グルデ, town in Bosnia and Herzegovina
グルーデは、クロアチア国境近くのヘルツェゴビナ地方にある小さな町で、カルスト地形特有の岩だらけの丘と緑の点在する土地に囲まれています。町には石造りの建物と瓦屋根が並ぶ清潔な通りがあり、地元経済を支える紙工場のヴィオレタや様々な小工場があります。
この地域には新石器時代から人々が住み、後にローマ帝国の一部となりました。これは道具や陶器の考古学的発見によって証明されています。中世にはザフムリェ地域の一部であり、古いコミュニティを示すステチュツィと呼ばれる石の墓碑があり、その後、オスマン帝国とオーストリア=ハンガリー帝国の支配が地元の習慣やインフラに大きな変化をもたらしました。

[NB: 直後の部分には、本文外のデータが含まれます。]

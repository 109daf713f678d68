use crate::dispatch::RemoteCall;
use crate::error::ChatResult;
use crate::presentation::{Panel, ScrollMetrics};
use crate::remote::{CreateSessionResponse, FeedItem};

/// Identifies one lifetime of the active session.
///
/// Bumped on every reset so timers, responses and feed items that outlive their
/// session can be recognized and dropped.
#[derive(Debug, Clone, Copy, PartialEq, Eq, Hash, PartialOrd, Ord, Default)]
pub struct SessionGeneration(pub u64);

impl SessionGeneration {
    pub const fn new(raw: u64) -> Self {
        Self(raw)
    }

    pub fn next(self) -> Self {
        Self(self.0.wrapping_add(1))
    }
}

/// Routing key for feed items: the session generation plus a per-subscription serial.
#[derive(Debug, Clone, Copy, PartialEq, Eq, Hash)]
pub struct SubscriptionTag {
    pub generation: SessionGeneration,
    pub serial: u64,
}

/// Identifies one displayed error so an old expiry timer cannot clear a newer error.
#[derive(Debug, Clone, Copy, PartialEq, Eq, Hash, Default)]
pub struct ErrorTicket(pub u64);

/// Input gestures forwarded by the view.
#[derive(Debug, Clone, PartialEq)]
pub enum UserAction {
    SetInput(String),
    /// Send button; validates the current input.
    SubmitText,
    /// Enter key; ignored while typing, streaming or with an empty input.
    PressEnter,
    QuickReply(String),
    SuggestedPrompt(String),
    Scrolled(ScrollMetrics),
    ScrollToBottom,
    /// The view finished rendering the latest streamed reply.
    StreamRendered,
    TogglePanel(Panel),
    /// Click on the conversation area dismisses whichever panel is open.
    ClosePanel,
    SetPromptsVisible(bool),
    NewChat,
}

#[derive(Debug)]
pub enum RemoteOutcome {
    SessionCreated(ChatResult<CreateSessionResponse>),
    MessageAppended(ChatResult<()>),
}

/// Everything the event loop reacts to.
#[derive(Debug)]
pub enum LoopEvent {
    Action(UserAction),
    /// A deferred remote call reached its start time.
    DispatchDue {
        generation: SessionGeneration,
        call: RemoteCall,
    },
    RemoteCompleted {
        generation: SessionGeneration,
        outcome: RemoteOutcome,
    },
    Feed {
        tag: SubscriptionTag,
        item: FeedItem,
    },
    FeedClosed {
        tag: SubscriptionTag,
    },
    ErrorExpired {
        ticket: ErrorTicket,
    },
    PromptsLoaded {
        generation: SessionGeneration,
        result: ChatResult<String>,
    },
    Shutdown,
}

impl From<UserAction> for LoopEvent {
    fn from(action: UserAction) -> Self {
        Self::Action(action)
    }
}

グルーデは、地元の祭りや日常生活に表れる強いクロアチアのアイデンティティを反映しており、伝統音楽や、野生の葉キャベツであるラシュティカなどの郷土料理が重要な役割を果たしています。聖カタリナに捧げられた中央教会は、年間を通じて地域の祝祭や宗教行事で人々が集まる場所となっています。
この町は、ヘルツェゴビナの他の地域とクロアチアを結ぶ2本の主要道路の交差点に位置し、周辺の村や田園地帯を訪れる旅行者にとって自然な通過点となっています。水道、電気、小さな商店などの基本的なサービスは地元で利用でき、モスタルなどの大きな町へは車で約1時間です。
「グルーデ」という名前は、歴史的に丘や高台を意味するスラブ語に由来し、町の地理的位置を反映しています。あまり知られていないのは、多くの家族がドイツやクロアチアに移住した親戚と強い絆を維持しており、毎年開催されるシミチ会合祭りで一緒に祝うために定期的に帰省することです。